↓↓↓

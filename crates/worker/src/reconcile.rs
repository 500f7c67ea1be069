//! Deciding what to do with a worker when its data source changes.

use metering_core::{ImporterConfig, PrometheusImport};
use std::time::Duration;

/// Action needed to bring a data source's worker in line with its spec.
#[derive(Debug, Clone, PartialEq)]
pub enum Reconcile {
    /// Nothing changed.
    Noop,
    /// No worker yet; start one.
    Start(PrometheusImport),
    /// Same cadence, new settings. Applied between runs.
    Update(ImporterConfig),
    /// Cadence changed; the worker must be respawned. The importer and its
    /// cursor are kept.
    Restart {
        config: ImporterConfig,
        interval: Duration,
    },
    /// Source no longer needs a worker.
    Stop,
}

/// Compare the running import (if any) with the desired one.
pub fn reconcile(
    current: Option<&PrometheusImport>,
    desired: Option<&PrometheusImport>,
) -> Reconcile {
    match (current, desired) {
        (None, None) => Reconcile::Noop,
        (None, Some(desired)) => Reconcile::Start(desired.clone()),
        (Some(_), None) => Reconcile::Stop,
        (Some(current), Some(desired)) if current == desired => Reconcile::Noop,
        (Some(current), Some(desired)) if current.interval == desired.interval => {
            Reconcile::Update(desired.config.clone())
        }
        (Some(_), Some(desired)) => Reconcile::Restart {
            config: desired.config.clone(),
            interval: desired.interval,
        },
    }
}
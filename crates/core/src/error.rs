//! Unified error types for the metering importer.
//!
//! Error codes:
//! - IMPORT_001-005: failures while importing a window
//! - CONFIG_001-002: rejected data source or process configuration
//! - COORD_001: coordinator no longer accepting commands
//! - INTERNAL_001: everything else

use thiserror::Error;

/// Result type alias using our Error type.
pub type Result<T> = std::result::Result<T, Error>;

/// Stable error codes exposed over the API.
#[derive(Debug, Clone, Copy, PartialEq, Eq)]
pub enum ErrorCode {
    /// IMPORT_001: metrics backend query failed
    BackendFailed,
    /// IMPORT_002: backend answered with something other than a matrix
    UnexpectedResult,
    /// IMPORT_003: storage statement failed
    StoreFailed,
    /// IMPORT_004: a single record does not fit in one statement
    RecordTooLarge,
    /// IMPORT_005: import cancelled by the caller
    Cancelled,
    /// CONFIG_001: data source rejected
    InvalidDataSource,
    /// CONFIG_002: invalid request or process configuration
    InvalidConfig,
    /// COORD_001: coordinator unavailable
    CoordinatorUnavailable,
    /// INTERNAL_001: internal error
    Internal,
}

impl ErrorCode {
    /// Get the error code string.
    pub fn code(&self) -> &'static str {
        match self {
            Self::BackendFailed => "IMPORT_001",
            Self::UnexpectedResult => "IMPORT_002",
            Self::StoreFailed => "IMPORT_003",
            Self::RecordTooLarge => "IMPORT_004",
            Self::Cancelled => "IMPORT_005",
            Self::InvalidDataSource => "CONFIG_001",
            Self::InvalidConfig => "CONFIG_002",
            Self::CoordinatorUnavailable => "COORD_001",
            Self::Internal => "INTERNAL_001",
        }
    }

    /// Get the HTTP status code.
    pub fn http_status(&self) -> u16 {
        match self {
            Self::BackendFailed | Self::UnexpectedResult | Self::StoreFailed => 502,
            Self::RecordTooLarge => 500,
            Self::Cancelled => 503,
            Self::InvalidDataSource | Self::InvalidConfig => 400,
            Self::CoordinatorUnavailable => 503,
            Self::Internal => 500,
        }
    }
}

/// Unified error type for the metering importer.
#[derive(Debug, Error)]
pub enum Error {
    #[error("backend query failed: {0}")]
    Backend(String),

    #[error("unexpected query result: {0}")]
    UnexpectedResult(String),

    #[error("storage error: {0}")]
    Storage(String),

    #[error("record of {size} bytes would exceed buffer size of {capacity} bytes")]
    RecordTooLarge { size: usize, capacity: usize },

    #[error("import cancelled")]
    Cancelled,

    #[error("invalid data source: {0}")]
    InvalidDataSource(String),

    #[error("configuration error: {0}")]
    Config(String),

    #[error("data source {name}: {source}")]
    DataSource { name: String, source: Box<Error> },

    #[error("coordinator is not running")]
    CoordinatorUnavailable,

    #[error("serialization error: {0}")]
    Serialization(#[from] serde_json::Error),

    #[error("internal error: {0}")]
    Internal(String),
}

impl Error {
    pub fn backend(msg: impl Into<String>) -> Self {
        Self::Backend(msg.into())
    }

    pub fn unexpected_result(msg: impl Into<String>) -> Self {
        Self::UnexpectedResult(msg.into())
    }

    pub fn storage(msg: impl Into<String>) -> Self {
        Self::Storage(msg.into())
    }

    pub fn invalid_data_source(msg: impl Into<String>) -> Self {
        Self::InvalidDataSource(msg.into())
    }

    pub fn config(msg: impl Into<String>) -> Self {
        Self::Config(msg.into())
    }

    pub fn internal(msg: impl Into<String>) -> Self {
        Self::Internal(msg.into())
    }

    /// Wrap an error with the data source it came from.
    pub fn for_data_source(name: impl Into<String>, source: Error) -> Self {
        Self::DataSource {
            name: name.into(),
            source: Box::new(source),
        }
    }

    /// True when the error (or the error it wraps) is a cancellation.
    pub fn is_cancelled(&self) -> bool {
        match self {
            Self::Cancelled => true,
            Self::DataSource { source, .. } => source.is_cancelled(),
            _ => false,
        }
    }

    /// Get the coded classification of this error.
    pub fn code(&self) -> ErrorCode {
        match self {
            Self::Backend(_) => ErrorCode::BackendFailed,
            Self::UnexpectedResult(_) => ErrorCode::UnexpectedResult,
            Self::Storage(_) => ErrorCode::StoreFailed,
            Self::RecordTooLarge { .. } => ErrorCode::RecordTooLarge,
            Self::Cancelled => ErrorCode::Cancelled,
            Self::InvalidDataSource(_) => ErrorCode::InvalidDataSource,
            Self::Config(_) | Self::Serialization(_) => ErrorCode::InvalidConfig,
            Self::DataSource { source, .. } => source.code(),
            Self::CoordinatorUnavailable => ErrorCode::CoordinatorUnavailable,
            Self::Internal(_) => ErrorCode::Internal,
        }
    }

    /// Get the HTTP status code for this error.
    pub fn http_status(&self) -> u16 {
        self.code().http_status()
    }

    /// Get the error code string.
    pub fn error_code(&self) -> &'static str {
        self.code().code()
    }
}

↑↑↑

REQUIRED WORK:
Exactly as they stand, please print the lines from the first line of the records above down to the line that includes "yet; start one.", both of those included and no others.

EXERCISE ANSWER:
filename crates/worker/src/reconcile.rs
repository 500f7c67ea1be069
//! Deciding what to do with a worker when its data source changes.

use metering_core::{ImporterConfig, PrometheusImport};
use std::time::Duration;

/// Action needed to bring a data source's worker in line with its spec.
#[derive(Debug, Clone, PartialEq)]
pub enum Reconcile {
    /// Nothing changed.
    Noop,
    /// No worker yet; start one.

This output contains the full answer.